**Assigned task:** Your task is to copy every line below that contains the word "crate".

─── Input for this task

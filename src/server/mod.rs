//! REST front end
//!
//! Serves collector metadata and dump lookups over HTTP. With a cache store
//! attached, `/data` reads the store first and falls back to a live find
//! whose results are written back.

pub mod api;

pub use api::{create_router, parse_data_request, DataRequest, ErrorResponse, HealthResponse};

use std::net::SocketAddr;
use std::sync::Arc;
use std::time::Instant;

use axum::Router;
use thiserror::Error;
use tower_http::cors::{Any, CorsLayer};
use tower_http::trace::TraceLayer;

use crate::config::ServerConfig;
use crate::finder::Finder;
use crate::storage::DumpStore;

// ============================================================================
// App State
// ============================================================================

/// Shared application state
#[derive(Clone)]
pub struct AppState {
    pub finder: Arc<dyn Finder>,

    /// Cache store; `None` means every request goes to the archives
    pub store: Option<Arc<dyn DumpStore>>,

    /// Server start time
    pub start_time: Instant,
}

impl AppState {
    pub fn new(finder: Arc<dyn Finder>, store: Option<Arc<dyn DumpStore>>) -> Self {
        Self {
            finder,
            store,
            start_time: Instant::now(),
        }
    }
}

// ============================================================================
// API Server
// ============================================================================

pub struct ApiServer {
    config: ServerConfig,
    state: AppState,
}

impl ApiServer {
    pub fn new(config: ServerConfig, state: AppState) -> Self {
        Self { config, state }
    }

    pub fn state(&self) -> AppState {
        self.state.clone()
    }

    pub fn bind_address(&self) -> Result<SocketAddr, ServerError> {
        format!("{}:{}", self.config.host, self.config.port)
            .parse()
            .map_err(|e| ServerError::Config(format!("invalid bind address: {e}")))
    }

    /// Build the router with all routes and layers
    pub fn build_router(&self) -> Router {
        let mut router = create_router(self.state.clone());

        if self.config.enable_cors {
            router = router.layer(
                CorsLayer::new()
                    .allow_origin(Any)
                    .allow_methods(Any)
                    .allow_headers(Any),
            );
        }

        if self.config.enable_request_logging {
            router = router.layer(TraceLayer::new_for_http());
        }

        router
    }

    /// Serve until `shutdown_signal` resolves, then drain in-flight requests
    pub async fn start_with_shutdown(
        &self,
        shutdown_signal: impl std::future::Future<Output = ()> + Send + 'static,
    ) -> Result<(), ServerError> {
        let router = self.build_router();
        let addr = self.bind_address()?;

        tracing::info!(
            %addr,
            cache = self.state.store.is_some(),
            "Starting bgpfinder server"
        );

        let listener = tokio::net::TcpListener::bind(addr)
            .await
            .map_err(|e| ServerError::Bind(e.to_string()))?;

        axum::serve(listener, router)
            .with_graceful_shutdown(shutdown_signal)
            .await
            .map_err(|e| ServerError::Serve(e.to_string()))?;

        tracing::info!("Server shutdown complete");
        Ok(())
    }
}

// ============================================================================
// Server Errors
// ============================================================================

#[derive(Error, Debug, Clone)]
pub enum ServerError {
    #[error("Configuration error: {0}")]
    Config(String),

    #[error("Failed to bind: {0}")]
    Bind(String),

    #[error("Server error: {0}")]
    Serve(String),
}

#[cfg(test)]
mod tests {
    use super::*;
    use crate::finder::MultiFinder;

    fn server(host: &str) -> ApiServer {
        let config = ServerConfig {
            host: host.to_string(),
            ..Default::default()
        };
        ApiServer::new(config, AppState::new(Arc::new(MultiFinder::new(Vec::new())), None))
    }

    #[test]
    fn test_bind_address() {
        assert_eq!(server("127.0.0.1").bind_address().unwrap().port(), 8080);
        assert!(matches!(
            server("not a host").bind_address(),
            Err(ServerError::Config(_))
        ));
    }

    #[test]
    fn test_state_without_store() {
        assert!(server("0.0.0.0").state().store.is_none());
    }
}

──────

**Exercise result:**
use crate::config::ServerConfig;
use crate::finder::Finder;
use crate::storage::DumpStore;
    use crate::finder::MultiFinder;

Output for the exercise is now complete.